En Rusty Brown, su más reciente obra, sigue depurando el método. En apariencia, es un tochito de 360 páginas de filigrana y puñetazos visuales, que reúne en un solo volumen feliz y definitivo algunas de las historias dibujadas a lo largo 16 años de trabajo –y solo es la primera parte de las dos planeadas–. Muchas fueron publicadas en diferentes formatos y revistas de forma autónoma. En esencia, es el intento de atrapar la vida entera en un libro. Al inicio de la obra seguimos los pasos de Rusty –un niño con problemas de acoso escolar que busca la salvación en la fantasía y los muñequitos– en un mañana escolar y nevada.
Tras ese prólogo, seguimos la vida –literalmente: de la niñez a la tumba– de personajes relacionados con él: su padre desdichado, de uno de los chavales que lo acosan y de su maestra. El fresco resultante tiene algo del tapiz emocional que filmó Robert Almant sobre los cuentos de Raymond Carver en Short Cuts y mucho de la pericia técnica aplicada a las pesadillas convertidas en cuadros de El Bosco. Rusty Brown parece la novela gráfica que James Joyce y su búsqueda textual sobre la epopeya de lo banal –el símbolo de lo nimio, la fuerza invencible de lo vulgar– hubiese estado orgulloso de firmar.
En ocasiones, la experimentación en la composición de la página, unida a la profusión de los estímulos visuales y sensibles, lleva al lector a un cierto colapso, a un dulce mareo, a tener la sensación de padecer un stendhalazo, por encontrarse perdido en el sentido de lectura y desarmado ante la riqueza polisémica de la página.

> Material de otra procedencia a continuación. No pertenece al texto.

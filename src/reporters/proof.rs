//! Batch proof document
//!
//! One entry per scanned site, keyed by URL.

use crate::models::{Report, Severity};
use chrono::{DateTime, Local};
use serde::Serialize;
use std::collections::BTreeMap;

/// Longest error text kept per site
const MAX_ERROR_CHARS: usize = 200;

#[derive(Debug, Clone, Serialize)]
#[serde(tag = "status", rename_all = "lowercase")]
pub enum SiteResult {
    Success {
        score: u32,
        wcag_level: String,
        issues_count: usize,
        critical: usize,
        major: usize,
    },
    Error {
        error: String,
    },
}

impl SiteResult {
    pub fn from_report(report: &Report) -> Self {
        match (&report.error, &report.summary) {
            (None, Some(summary)) => {
                let issues = report.issues.as_deref().unwrap_or_default();
                let count = |severity| issues.iter().filter(|i| i.severity == severity).count();
                SiteResult::Success {
                    score: summary.overall_score,
                    wcag_level: summary.wcag_level.label().to_string(),
                    issues_count: issues.len(),
                    critical: count(Severity::Critical),
                    major: count(Severity::Major),
                }
            }
            (error, _) => SiteResult::Error {
                error: error
                    .as_deref()
                    .unwrap_or("missing summary")
                    .chars()
                    .take(MAX_ERROR_CHARS)
                    .collect(),
            },
        }
    }

    pub fn is_success(&self) -> bool {
        matches!(self, SiteResult::Success { .. })
    }
}

#[derive(Debug, Clone, Serialize)]
pub struct BatchProof {
    pub tested_at: DateTime<Local>,
    pub model: String,
    pub extended_thinking: bool,
    pub web_grounding: bool,
    pub websites: BTreeMap<String, SiteResult>,
}

impl BatchProof {
    pub fn new(model: impl Into<String>, extended_thinking: bool, web_grounding: bool) -> Self {
        Self {
            tested_at: Local::now(),
            model: model.into(),
            extended_thinking,
            web_grounding,
            websites: BTreeMap::new(),
        }
    }

    pub fn record(&mut self, report: &Report) {
        self.websites
            .insert(report.url.clone(), SiteResult::from_report(report));
    }

    pub fn success_count(&self) -> usize {
        self.websites.values().filter(|r| r.is_success()).count()
    }
}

Hacia la mitad de la obra la composición se desmembra en la página como Alicia lo hacía en el estanque de Central Park en el verso aquel de Octavio Paz. Así, la obra no solo redefine el tablero del juego del tebeo como arte, sino que también altera la forma de disfrutarlo.

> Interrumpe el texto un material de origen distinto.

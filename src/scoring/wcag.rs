//! Principle classification and score calculation

use crate::models::{ConformanceLevel, Issue, Principle, ScoreSummary, Severity};
use std::collections::BTreeMap;
use tracing::debug;

/// Success criteria prefixes recognised for each principle, in match order
pub const PRINCIPLE_CRITERIA: [(Principle, &[&str]); 4] = [
    (
        Principle::Perceivable,
        &["1.1.1", "1.2.1", "1.2.2", "1.3.1", "1.3.2", "1.4.1", "1.4.3", "1.4.4", "1.4.11"],
    ),
    (
        Principle::Operable,
        &["2.1.1", "2.1.2", "2.2.1", "2.2.2", "2.3.1", "2.4.1", "2.4.2", "2.4.3", "2.4.4", "2.4.7"],
    ),
    (
        Principle::Understandable,
        &["3.1.1", "3.1.2", "3.2.1", "3.2.2", "3.3.1", "3.3.2", "3.3.3", "3.3.4"],
    ),
    (Principle::Robust, &["4.1.1", "4.1.2", "4.1.3"]),
];

/// First principle whose criteria list has a prefix of `wcag_id`.
///
/// Plain string prefix match, so "1.4.11" is Perceivable through "1.4.1"
/// already, and "1.4.3a" still counts as 1.4.3.
pub fn classify(wcag_id: &str) -> Option<Principle> {
    if wcag_id.is_empty() {
        return None;
    }
    PRINCIPLE_CRITERIA
        .iter()
        .find(|(_, codes)| codes.iter().any(|code| wcag_id.starts_with(code)))
        .map(|(principle, _)| *principle)
}

/// Score a set of issues.
///
/// An empty slice is a legitimate clean result: every principle 100,
/// overall 100, "AAA - Enhanced".
pub fn score(issues: &[Issue]) -> ScoreSummary {
    let mut deductions: BTreeMap<Principle, u32> =
        Principle::ALL.iter().map(|p| (*p, 0)).collect();
    let mut unclassified_count = 0;
    let mut critical_count = 0;
    let mut major_count = 0;
    let mut minor_count = 0;

    for issue in issues {
        match issue.severity {
            Severity::Critical => critical_count += 1,
            Severity::Major => major_count += 1,
            Severity::Minor => minor_count += 1,
            Severity::Info => {}
        }

        match classify(&issue.wcag_id) {
            Some(principle) => {
                *deductions.entry(principle).or_insert(0) += issue.severity.deduction();
            }
            None => unclassified_count += 1,
        }
    }

    let scores_by_principle: BTreeMap<Principle, u32> = deductions
        .into_iter()
        .map(|(p, deduction)| (p, 100u32.saturating_sub(deduction)))
        .collect();

    // Fixed denominator: always the four principles, never the issue count
    let overall_score = scores_by_principle.values().sum::<u32>() / Principle::ALL.len() as u32;
    let wcag_level = ConformanceLevel::from_score(overall_score);

    debug!(
        "Scored {} issues: overall={} level={} unclassified={}",
        issues.len(),
        overall_score,
        wcag_level,
        unclassified_count
    );

    ScoreSummary {
        scores_by_principle,
        overall_score,
        wcag_level,
        total_issues: issues.len(),
        critical_count,
        major_count,
        minor_count,
        unclassified_count,
    }
}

Rusty Brown es una lectura exigente. Requiere del lector actitud atenta, de una visión acerada y una pericia lectora superior a la media. Ya sabemos que para subir ciertas montañas hay que emplearse a fondo en la escalada. A cambio del esfuerzo, Rusty Brown, en lo que ocupa un volumen compacto de cómic, nos devuelve nada menos que una obra con capacidad de competir por el trono de las mejores ficciones del siglo XXI.
¿Por que las obras maestras solo pueden versar sobre la maldad y los monstruos?, declara en un momento del cómic la protagonista de Fabricar Historias. Ella se dispone a realizar un largo viaje y duda entre emprender la lectura de Moby Dick o Lolita. Aunque respeta tanto a Henry Melville como a Vladimir Nabokov, no le acaba de convencer dedicar las horas de su vida lectora ni a la búsqueda del mal en forma de ballena, ni a las obsesiones de un pedófilo sensible. Entonces se pregunta por qué las obras maestras tienen casi siempre que versar sobre la maldad y los monstruos. ¿Por qué nadie escribe obra maestras sobre la vida corriente? El empeño de Chris Ware es tratar de dar respuesta a esa pregunta.